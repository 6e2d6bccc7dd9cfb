pub mod condition;
pub mod errors;
pub mod field;
pub mod localized;
pub mod schema;
pub mod section;

pub use condition::{Condition, ConditionLogic, ConditionOperator, Conditional};
pub use errors::SchemaError;
pub use field::{FieldDefinition, FieldType, FieldValidation, SelectOption};
pub use localized::LocalizedString;
pub use schema::{FormSchema, JoinedDocument};
pub use section::Section;
//! Condition evaluation against live form data.
//!
//! Every function here is total: missing data, type mismatches and unknown
//! operators all resolve to a boolean.

use crate::path_resolver::get_path;
use crate::schema::types::{Condition, ConditionLogic, ConditionOperator, Conditional};
use log::debug;
use serde_json::Value;
use std::cmp::Ordering;

/// Evaluates an optional condition. No condition means visible.
pub fn evaluate(condition: Option<&Condition>, form_data: &Value) -> bool {
    condition.map_or(true, |condition| evaluate_condition(condition, form_data))
}

/// Evaluates a single condition against `form_data`.
pub fn evaluate_condition(condition: &Condition, form_data: &Value) -> bool {
    let field_value = get_path(form_data, &condition.field_path);
    let expected = condition.value.as_ref();

    match &condition.operator {
        ConditionOperator::Equals => strict_equals(field_value, expected),
        ConditionOperator::NotEquals => !strict_equals(field_value, expected),
        ConditionOperator::Contains => contains(field_value, expected),
        ConditionOperator::IsEmpty => is_empty_value(field_value),
        ConditionOperator::IsNotEmpty => match field_value {
            None | Some(Value::Null) => false,
            Some(Value::String(text)) => !text.is_empty(),
            Some(Value::Array(items)) => !items.is_empty(),
            Some(_) => true,
        },
        ConditionOperator::GreaterThan => {
            compare_numbers(field_value, expected) == Some(Ordering::Greater)
        }
        ConditionOperator::LessThan => {
            compare_numbers(field_value, expected) == Some(Ordering::Less)
        }
        ConditionOperator::Unknown(tag) => {
            debug!(
                "Unknown condition operator '{}' on '{}', treating as visible",
                tag, condition.field_path
            );
            true
        }
    }
}

/// Combines a list of conditions. An empty list is always true.
pub fn evaluate_all(conditions: &[Condition], logic: ConditionLogic, form_data: &Value) -> bool {
    if conditions.is_empty() {
        return true;
    }
    match logic {
        ConditionLogic::And => conditions
            .iter()
            .all(|condition| evaluate_condition(condition, form_data)),
        ConditionLogic::Or => conditions
            .iter()
            .any(|condition| evaluate_condition(condition, form_data)),
    }
}

/// Whether an item is visible: its single condition and its condition group
/// must both hold.
pub fn is_visible<T: Conditional + ?Sized>(item: &T, form_data: &Value) -> bool {
    evaluate(item.condition(), form_data)
        && evaluate_all(item.conditions(), item.condition_logic(), form_data)
}

/// Equality with the stored-schema semantics: scalars compare by value,
/// numbers numerically, and a missing value only equals another missing
/// value. Arrays and objects never compare equal because the rule value and
/// the form value are always distinct documents.
fn strict_equals(left: Option<&Value>, right: Option<&Value>) -> bool {
    match (left, right) {
        (None, None) => true,
        (Some(Value::Null), Some(Value::Null)) => true,
        (Some(Value::Bool(a)), Some(Value::Bool(b))) => a == b,
        (Some(Value::String(a)), Some(Value::String(b))) => a == b,
        (Some(Value::Number(a)), Some(Value::Number(b))) => a.as_f64() == b.as_f64(),
        _ => false,
    }
}

fn contains(field_value: Option<&Value>, expected: Option<&Value>) -> bool {
    match (field_value, expected) {
        (Some(Value::String(haystack)), Some(Value::String(needle))) => haystack
            .to_lowercase()
            .contains(&needle.to_lowercase()),
        (Some(Value::Array(items)), _) => items
            .iter()
            .any(|item| strict_equals(Some(item), expected)),
        _ => false,
    }
}

fn is_empty_value(value: Option<&Value>) -> bool {
    match value {
        None | Some(Value::Null) => true,
        Some(Value::String(text)) => text.is_empty(),
        Some(Value::Array(items)) => items.is_empty(),
        Some(_) => false,
    }
}

fn compare_numbers(field_value: Option<&Value>, expected: Option<&Value>) -> Option<Ordering> {
    let actual = field_value.filter(|v| v.is_number())?.as_f64()?;
    let threshold = expected.filter(|v| v.is_number())?.as_f64()?;
    actual.partial_cmp(&threshold)
}
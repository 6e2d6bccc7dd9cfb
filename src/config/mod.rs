//! Configuration for the form engine
//!
//! Settings are read from TOML, then overridden by `FORM_ENGINE_*`
//! environment variables. The configuration is also where the alias catalog
//! is constructed.

pub mod engine;
pub mod error;

pub use engine::FormEngineConfig;
pub use error::{ConfigError, ConfigResult};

☆ ☆ ☆ ☆ ☆ ☆ ☆

Every line above with the word "section" belongs in the answer, copied as written.

pub mod section;
pub use section::Section;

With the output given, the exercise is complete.